Dinamarca fue una breve ilusión que nació y no duró mucho más allá de su gol, que incluyó un control de aire y asistencia, casi en simultáneo, de Jorgensen para que Eriksen, como corresponde a un volante ofensivo top de la Premier League, llegara a zona de definición: volea de zurda, en posición de 9, para una definición exacta a despecha de haberla ejecutado con el perfil menos hábil. Y no hubo mucho más porque el unipersonal de Eriksen no sufrió quiebres. De hecho, apenas sobresalió Poulsen por motivos inconvenientes, como su abono al VAR… Si de algo sirve lo de los daneses es para confirmar el testimonio de los entrenadores acerca de la relativa validez de los dibujos: su 4-3-3, marcado y notorio, representa una cáscara si los protagonistas no se involucran para darle sustancia.
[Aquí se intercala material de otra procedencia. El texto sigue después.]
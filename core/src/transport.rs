//! Executes plain-data requests over the network.
//!
//! # Design
//! `Transport` is the seam between the deterministic client and real I/O.
//! `UreqTransport` is the blocking default; tests substitute an in-memory
//! implementation. Status codes are returned as data, never as errors, so
//! the client decides what a 400 or 500 means.

use crate::error::ApiError;
use crate::http::{HttpMethod, HttpRequest, HttpResponse};

pub trait Transport {
    /// Perform one round trip. `Err` only when no response was received.
    fn execute(&self, request: &HttpRequest) -> Result<HttpResponse, ApiError>;
}

impl<T: Transport + ?Sized> Transport for &T {
    fn execute(&self, request: &HttpRequest) -> Result<HttpResponse, ApiError> {
        (**self).execute(request)
    }
}

/// Blocking transport backed by a `ureq` agent.
#[derive(Clone)]
pub struct UreqTransport {
    agent: ureq::Agent,
}

impl std::fmt::Debug for UreqTransport {
    fn fmt(&self, f: &mut std::fmt::Formatter<'_>) -> std::fmt::Result {
        f.debug_struct("UreqTransport").finish_non_exhaustive()
    }
}

impl UreqTransport {
    pub fn new() -> Self {
        let agent = ureq::Agent::config_builder()
            .http_status_as_error(false)
            .build()
            .new_agent();
        Self { agent }
    }
}

impl Default for UreqTransport {
    fn default() -> Self {
        Self::new()
    }
}

impl Transport for UreqTransport {
    fn execute(&self, request: &HttpRequest) -> Result<HttpResponse, ApiError> {
        tracing::debug!(method = %request.method, url = %request.url, "sending request");

        let result = match (request.method, request.body.as_deref()) {
            (HttpMethod::Get, _) => self.agent.get(&request.url).call(),
            (HttpMethod::Post, Some(body)) => self
                .agent
                .post(&request.url)
                .content_type("application/json")
                .send(body.as_bytes()),
            (HttpMethod::Post, None) => self.agent.post(&request.url).send_empty(),
        };

        let mut response = result.map_err(|e| {
            tracing::warn!(url = %request.url, error = %e, "request failed");
            ApiError::Transport(e.to_string())
        })?;

        let status = response.status().as_u16();
        let headers = response
            .headers()
            .iter()
            .filter_map(|(name, value)| {
                value
                    .to_str()
                    .ok()
                    .map(|v| (name.as_str().to_string(), v.to_string()))
            })
            .collect();
        let body = response
            .body_mut()
            .read_to_string()
            .map_err(|e| ApiError::Transport(e.to_string()))?;

        tracing::debug!(status, bytes = body.len(), "received response");
        Ok(HttpResponse {
            status,
            headers,
            body,
        })
    }
}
Australia aplicó la flexibilidad porque cedió la rigidez expuesta con Francia, discutió la posesión y se animó a mover la pelota, en especial después del tributo otorgado por Poulsen para el 1-1. Con Leckie abierto por derecha, el lateral Behich como espejo por izquierda, la recolección que le tocaba a Mody en el medio y el caos ofensivo a cargo del chico Arzani, ese que tanto valoran los técnicos (en 20 minutos armó un desparramo), levantó a Schmeichel como el obstáculo a los tres puntos.